» **Task instructions**
Set down exactly the lines in the records below that run from the line with "the datacenter joins" to the line with "resolving server image", inclusive, and nothing more.

Material provided START

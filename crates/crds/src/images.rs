//! Container image resolution
//!
//! Maps a server type and version onto a pullable image. Two image families
//! exist: the default one, and the universal base image (UBI) one used when
//! the operator runs with a base OS selector. Both tables share the same keys.

use tracing::{debug, warn};

use crate::datacenter::ServerType;
use crate::error::DatacenterError;
use crate::profile::DeploymentProfile;

/// Config builder image for the default image family
pub const DEFAULT_CONFIG_BUILDER_IMAGE: &str = "datastax/cass-config-builder:1.0.1";

/// Config builder image for the universal base image family
pub const UBI_CONFIG_BUILDER_IMAGE: &str = "datastax/cass-config-builder:1.0.1-ubi7";

const DEFAULT_SERVER_IMAGES: &[(&str, &str)] = &[
    ("dse-6.8.0", "datastax/dse-server:6.8.0"),
    ("dse-6.8.1", "datastax/dse-server:6.8.1"),
    ("cassandra-3.11.6", "datastax/cassandra-mgmtapi-3_11_6:v0.1.5"),
    ("cassandra-4.0.0", "datastax/cassandra-mgmtapi-4_0_0:v0.1.5"),
];

const UBI_SERVER_IMAGES: &[(&str, &str)] = &[
    ("dse-6.8.0", "datastax/dse-server:6.8.0-ubi7"),
    ("dse-6.8.1", "datastax/dse-server:6.8.1-ubi7"),
    ("cassandra-3.11.6", "datastax/cassandra:3.11.6-ubi7"),
    ("cassandra-4.0.0", "datastax/cassandra:4.0-ubi7"),
];

/// Server versions with a known image, in schema order
pub const SUPPORTED_SERVER_VERSIONS: &[&str] = &["6.8.0", "6.8.1", "3.11.6", "4.0.0"];

fn server_image_table(profile: &DeploymentProfile) -> &'static [(&'static str, &'static str)] {
    if profile.uses_universal_base() {
        UBI_SERVER_IMAGES
    } else {
        DEFAULT_SERVER_IMAGES
    }
}

/// Resolve the server image for a type/version pair.
///
/// A non-empty `explicit_image` always wins and is returned untouched.
/// Otherwise the image comes from the table selected by `profile`.
///
/// # Errors
///
/// [`DatacenterError::UnsupportedServerVersion`] when no image is known for
/// the combination.
pub fn resolve_server_image(
    server_type: ServerType,
    server_version: &str,
    explicit_image: Option<&str>,
    profile: &DeploymentProfile,
) -> Result<String, DatacenterError> {
    if let Some(image) = explicit_image.filter(|image| !image.is_empty()) {
        debug!(image, "Using explicit server image");
        return Ok(image.to_string());
    }

    let key = format!("{server_type}-{server_version}");
    let image = server_image_table(profile)
        .iter()
        .find_map(|(candidate, image)| (*candidate == key).then_some(*image));

    match image {
        Some(image) => {
            debug!(%key, image, ubi = profile.uses_universal_base(), "Resolved server image");
            Ok(image.to_string())
        }
        None => {
            warn!(%key, base_image_os = ?profile.base_image_os(), "No server image for version");
            Err(DatacenterError::UnsupportedServerVersion {
                server_type: server_type.to_string(),
                version: server_version.to_string(),
                base_image_os: profile.base_image_os.clone(),
            })
        }
    }
}

/// Resolve the config builder image. An explicit override wins; otherwise the
/// image family follows `profile`.
pub fn resolve_config_builder_image(
    explicit_image: Option<&str>,
    profile: &DeploymentProfile,
) -> String {
    match explicit_image.filter(|image| !image.is_empty()) {
        Some(image) => image.to_string(),
        None if profile.uses_universal_base() => UBI_CONFIG_BUILDER_IMAGE.to_string(),
        None => DEFAULT_CONFIG_BUILDER_IMAGE.to_string(),
    }
}
//! Mock model values provider for unit testing
//!
//! Returns a canned document (or a canned failure) and records every request
//! it receives, so tests can assert on what the caller asked for.

use std::sync::{Arc, Mutex};

use crate::error::ServerConfigError;
use crate::{ModelValuesProvider, ModelValuesRequest};

#[derive(Debug, Clone)]
enum Response {
    Document(serde_json::Value),
    Failure(String),
}

/// Mock provider with a fixed response
#[derive(Debug, Clone)]
pub struct MockModelValues {
    response: Response,
    requests: Arc<Mutex<Vec<ModelValuesRequest>>>,
}

impl MockModelValues {
    /// Always answer with `document`
    pub fn returning(document: serde_json::Value) -> Self {
        Self {
            response: Response::Document(document),
            requests: Arc::new(Mutex::new(Vec::new())),
        }
    }

    /// Always fail with [`ServerConfigError::Unavailable`]
    pub fn failing(message: impl Into<String>) -> Self {
        Self {
            response: Response::Failure(message.into()),
            requests: Arc::new(Mutex::new(Vec::new())),
        }
    }

    /// Requests received so far, oldest first
    pub fn requests(&self) -> Vec<ModelValuesRequest> {
        match self.requests.lock() {
            Ok(requests) => requests.clone(),
            Err(poisoned) => poisoned.into_inner().clone(),
        }
    }
}

impl ModelValuesProvider for MockModelValues {
    fn model_values(
        &self,
        request: &ModelValuesRequest,
    ) -> Result<serde_json::Value, ServerConfigError> {
        match self.requests.lock() {
            Ok(mut requests) => requests.push(request.clone()),
            Err(poisoned) => poisoned.into_inner().push(request.clone()),
        }

        match &self.response {
            Response::Document(document) => Ok(document.clone()),
            Response::Failure(message) => Err(ServerConfigError::Unavailable(message.clone())),
        }
    }
}
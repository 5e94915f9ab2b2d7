//! Derived deployment facts
//!
//! Everything the reconciler consumes from a `CassandraDatacenter`, gathered
//! into one serializable value.

use anyhow::{Context, Result};
use crds::{CassandraDatacenter, ConditionStatus, DatacenterConditionType, DeploymentProfile};
use serde::Serialize;

/// Named container port
#[derive(Debug, Serialize, PartialEq)]
#[serde(rename_all = "camelCase")]
pub struct PortFact {
    /// Port name
    pub name: String,
    /// Port number inside the container
    pub container_port: i32,
}

/// Rack with its share of the nodes
#[derive(Debug, Serialize, PartialEq)]
#[serde(rename_all = "camelCase")]
pub struct RackFact {
    /// Rack name
    pub name: String,
    /// Zone the rack is pinned to
    #[serde(skip_serializing_if = "Option::is_none")]
    pub zone: Option<String>,
    /// Nodes assigned to the rack
    pub nodes: usize,
}

/// Facts derived from one datacenter
#[derive(Debug, Serialize)]
#[serde(rename_all = "camelCase")]
pub struct DatacenterFacts {
    /// Datacenter name
    pub name: String,
    /// Cluster the datacenter joins
    pub cluster_name: String,
    /// Resolved server image
    pub server_image: String,
    /// Resolved config builder image
    pub config_builder_image: String,
    /// Document handed to the config builder
    pub config: serde_json::Value,
    /// Server container ports
    pub container_ports: Vec<PortFact>,
    /// Effective racks and node counts
    pub racks: Vec<RackFact>,
    /// Seed service name
    pub seed_service: String,
    /// Status of the Ready condition
    pub ready: ConditionStatus,
}

impl DatacenterFacts {
    /// Gather the facts for `dc` under `profile`
    pub fn derive(dc: &CassandraDatacenter, profile: &DeploymentProfile) -> Result<Self> {
        let name = dc.metadata.name.clone().unwrap_or_default();

        let server_image = dc
            .server_image(profile)
            .with_context(|| format!("error resolving server image for {name}"))?;
        let config_json = dc
            .config_json()
            .with_context(|| format!("error building config for {name}"))?;
        let config =
            serde_json::from_str(&config_json).context("error reading back config document")?;
        let container_ports = dc
            .container_ports()
            .with_context(|| format!("error deriving container ports for {name}"))?
            .into_iter()
            .map(|port| PortFact {
                name: port.name.unwrap_or_default(),
                container_port: port.container_port,
            })
            .collect();
        let racks = dc
            .node_counts_per_rack()
            .into_iter()
            .map(|(rack, nodes)| RackFact {
                name: rack.name,
                zone: rack.zone,
                nodes,
            })
            .collect();

        Ok(Self {
            cluster_name: dc.spec.cluster_name.clone(),
            config_builder_image: dc.config_builder_image(profile),
            seed_service: dc.seed_service_name(),
            ready: dc.condition_status(&DatacenterConditionType::READY),
            name,
            server_image,
            config,
            container_ports,
            racks,
        })
    }
}

#[cfg(test)]
mod tests {
    use super::*;

    const MANIFEST: &str = r#"
apiVersion: cassandra.datastax.com/v1beta1
kind: CassandraDatacenter
metadata:
  name: dc1
spec:
  clusterName: cluster1
  serverType: cassandra
  serverVersion: "4.0.0"
  size: 4
  racks:
    - name: r1
    - name: r2
    - name: r3
  config:
    cassandra-yaml:
      10-write-prom-conf:
        enabled: true
"#;

    fn load(manifest: &str) -> CassandraDatacenter {
        serde_yaml::from_str(manifest).unwrap()
    }

    #[test]
    fn test_derive_facts() {
        let facts = DatacenterFacts::derive(&load(MANIFEST), &DeploymentProfile::new()).unwrap();

        assert_eq!(facts.name, "dc1");
        assert_eq!(facts.server_image, "datastax/cassandra-mgmtapi-4_0_0:v0.1.5");
        assert_eq!(facts.config_builder_image, "datastax/cass-config-builder:1.0.1");
        assert_eq!(facts.seed_service, "cluster1-seed-service");
        assert_eq!(facts.ready, ConditionStatus::False);
        assert_eq!(facts.container_ports.len(), 6);
        assert_eq!(
            facts.container_ports.last(),
            Some(&PortFact { name: "prometheus".to_string(), container_port: 9103 })
        );
        assert_eq!(
            facts.racks.iter().map(|rack| rack.nodes).collect::<Vec<_>>(),
            vec![2, 1, 1]
        );
        assert_eq!(facts.config["cluster-info"]["name"], "cluster1");
    }

    #[test]
    fn test_derive_facts_ubi_profile() {
        let facts = DatacenterFacts::derive(&load(MANIFEST), &DeploymentProfile::with_base_image_os("ubi7")).unwrap();
        assert_eq!(facts.server_image, "datastax/cassandra:4.0-ubi7");
        assert_eq!(facts.config_builder_image, "datastax/cass-config-builder:1.0.1-ubi7");
    }

    #[test]
    fn test_derive_facts_unsupported_version() {
        let manifest = MANIFEST.replace("\"4.0.0\"", "\"3.0.0\"");
        let err = DatacenterFacts::derive(&load(&manifest), &DeploymentProfile::new()).unwrap_err();
        assert!(format!("{err:#}").contains("server 'cassandra' and version '3.0.0' do not work together"));
    }
}
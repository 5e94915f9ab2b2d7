//! Rack topology
//!
//! Spreads a datacenter's nodes across its racks.

/// Split `node_count` nodes across `rack_count` racks.
///
/// Counts differ by at most one and the surplus goes to the first racks, so
/// `split_racks(13, 5)` is `[3, 3, 3, 2, 2]`. A `rack_count` of zero yields an
/// empty split.
pub fn split_racks(node_count: usize, rack_count: usize) -> Vec<usize> {
    if rack_count == 0 {
        return Vec::new();
    }

    let nodes_per_rack = node_count / rack_count;
    let extra_nodes = node_count % rack_count;

    (0..rack_count)
        .map(|rack_idx| {
            if rack_idx < extra_nodes {
                nodes_per_rack + 1
            } else {
                nodes_per_rack
            }
        })
        .collect()
}
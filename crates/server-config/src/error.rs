//! Model values errors

use thiserror::Error;

/// Errors that can occur while producing model values
#[derive(Debug, Error)]
pub enum ServerConfigError {
    /// The model could not be converted into a JSON document
    #[error("Serialization error: {0}")]
    Serialization(#[from] serde_json::Error),

    /// The provider refused to produce a model for the request
    #[error("Model values unavailable: {0}")]
    Unavailable(String),
}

Material provided END

» **Answer section**
    /// Cluster the datacenter joins
    pub cluster_name: String,
    /// Resolved server image
    pub server_image: String,
    /// Resolved config builder image
    pub config_builder_image: String,
    /// Document handed to the config builder
    pub config: serde_json::Value,
    /// Server container ports
    pub container_ports: Vec<PortFact>,
    /// Effective racks and node counts
    pub racks: Vec<RackFact>,
    /// Seed service name
    pub seed_service: String,
    /// Status of the Ready condition
    pub ready: ConditionStatus,
}

impl DatacenterFacts {
    /// Gather the facts for `dc` under `profile`
    pub fn derive(dc: &CassandraDatacenter, profile: &DeploymentProfile) -> Result<Self> {
        let name = dc.metadata.name.clone().unwrap_or_default();

        let server_image = dc
            .server_image(profile)
            .with_context(|| format!("error resolving server image for {name}"))?;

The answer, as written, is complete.